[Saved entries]
--------------------------------
use std::sync::atomic::{AtomicUsize, Ordering};
use std::sync::{Arc, Mutex};

use async_trait::async_trait;
use termfleet_core::{
    BrokerCredentials, CommandOutput, ConnectRequest, FleetConfig, RemoteError, RemoteExecutor,
    RemoteSession,
};

use crate::pool::SlotPool;

/// Scripted stand-in for the fleet host: records every command, serves
/// `docker ps` from a programmable container list, and injects command or
/// connection failures on demand.
pub(crate) struct MockFleet {
    commands: Mutex<Vec<String>>,
    live: Mutex<Vec<String>>,
    fail_matching: Mutex<Option<String>>,
    reset_matching: Mutex<Option<(String, usize)>>,
    refuse_connects: AtomicUsize,
    opened: AtomicUsize,
    closed: AtomicUsize,
}

impl MockFleet {
    pub fn new() -> Arc<Self> {
        Arc::new(Self {
            commands: Mutex::new(Vec::new()),
            live: Mutex::new(Vec::new()),
            fail_matching: Mutex::new(None),
            reset_matching: Mutex::new(None),
            refuse_connects: AtomicUsize::new(0),
            opened: AtomicUsize::new(0),
            closed: AtomicUsize::new(0),
        })
    }

    pub fn commands(&self) -> Vec<String> {
        self.commands.lock().unwrap().clone()
    }

    pub fn count_commands(&self, needle: &str) -> usize {
        self.commands().iter().filter(|c| c.contains(needle)).count()
    }

    /// Subsequent commands containing `needle` report failure.
    pub fn fail_commands_matching(&self, needle: &str) {
        *self.fail_matching.lock().unwrap() = Some(needle.to_string());
    }

    pub fn clear_failures(&self) {
        *self.fail_matching.lock().unwrap() = None;
        *self.reset_matching.lock().unwrap() = None;
    }

    /// The next `count` commands containing `needle` fail with a connection
    /// reset.
    pub fn reset_connections_on(&self, needle: &str, count: usize) {
        *self.reset_matching.lock().unwrap() = Some((needle.to_string(), count));
    }

    /// Refuse the next `count` connection attempts.
    pub fn refuse_next_connects(&self, count: usize) {
        self.refuse_connects.store(count, Ordering::SeqCst);
    }

    /// Set the container names `docker ps` reports.
    pub fn set_live(&self, names: &[&str]) {
        *self.live.lock().unwrap() = names.iter().map(|n| n.to_string()).collect();
    }

    pub fn opened_sessions(&self) -> usize {
        self.opened.load(Ordering::SeqCst)
    }

    pub fn closed_sessions(&self) -> usize {
        self.closed.load(Ordering::SeqCst)
    }
}

/// Executor handle handed to the pool; sessions keep their own `Arc` back
/// to the shared fleet state.
pub(crate) struct MockExecutor {
    fleet: Arc<MockFleet>,
}

#[async_trait]
impl RemoteExecutor for MockExecutor {
    async fn connect(&self) -> Result<Box<dyn RemoteSession>, RemoteError> {
        if self
            .fleet
            .refuse_connects
            .fetch_update(Ordering::SeqCst, Ordering::SeqCst, |n| n.checked_sub(1))
            .is_ok()
        {
            return Err(RemoteError::Connection("connection refused".to_string()));
        }
        self.fleet.opened.fetch_add(1, Ordering::SeqCst);
        Ok(Box::new(MockSession {
            fleet: self.fleet.clone(),
        }))
    }
}

struct MockSession {
    fleet: Arc<MockFleet>,
}

#[async_trait]
impl RemoteSession for MockSession {
    async fn run(&self, command: &str) -> Result<CommandOutput, RemoteError> {
        self.fleet.commands.lock().unwrap().push(command.to_string());

        if let Some((needle, count)) = self.fleet.reset_matching.lock().unwrap().as_mut() {
            if *count > 0 && command.contains(needle.as_str()) {
                *count -= 1;
                return Err(RemoteError::Connection("connection reset by peer".to_string()));
            }
        }

        if let Some(needle) = self.fleet.fail_matching.lock().unwrap().as_deref() {
            if command.contains(needle) {
                return Err(RemoteError::Command {
                    command: command.to_string(),
                    stdout: String::new(),
                    stderr: "injected failure".to_string(),
                });
            }
        }

        if command.starts_with("docker ps") {
            return Ok(CommandOutput {
                stdout: self.fleet.live.lock().unwrap().join("\n"),
                stderr: String::new(),
            });
        }

        Ok(CommandOutput::default())
    }

    async fn close(&self) {
        self.fleet.closed.fetch_add(1, Ordering::SeqCst);
    }
}

/// Pool with a mock fleet, small capacity, and no retry delays.
pub(crate) fn test_pool(max_instances: usize) -> (SlotPool, Arc<MockFleet>) {
    let fleet = MockFleet::new();
    let config = FleetConfig {
        max_instances,
        connect_backoff_secs: 0,
        reclaim_retry_delay_secs: 0,
        ..FleetConfig::default()
    };
    let pool = SlotPool::new(config, Arc::new(MockExecutor { fleet: fleet.clone() }));
    (pool, fleet)
}

pub(crate) fn request(owner: &str) -> ConnectRequest {
    ConnectRequest {
        owner_id: owner.to_string(),
        credentials: BrokerCredentials {
            server: "Demo-Server".to_string(),
            login: "100234".to_string(),
            password: "hunter2".to_string(),
        },
        symbol: "EURUSD".to_string(),
        timeframe: "M15".to_string(),
    }
}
--------------------------------
TASK OBJECTIVE
Reproduce exactly, and only, the lines from the start of the entries through the one that contains "pub(crate) struct MockFleet".

YOUR SOLUTION
use std::sync::atomic::{AtomicUsize, Ordering};
use std::sync::{Arc, Mutex};

use async_trait::async_trait;
use termfleet_core::{
    BrokerCredentials, CommandOutput, ConnectRequest, FleetConfig, RemoteError, RemoteExecutor,
    RemoteSession,
};

use crate::pool::SlotPool;

/// Scripted stand-in for the fleet host: records every command, serves
/// `docker ps` from a programmable container list, and injects command or
/// connection failures on demand.
pub(crate) struct MockFleet {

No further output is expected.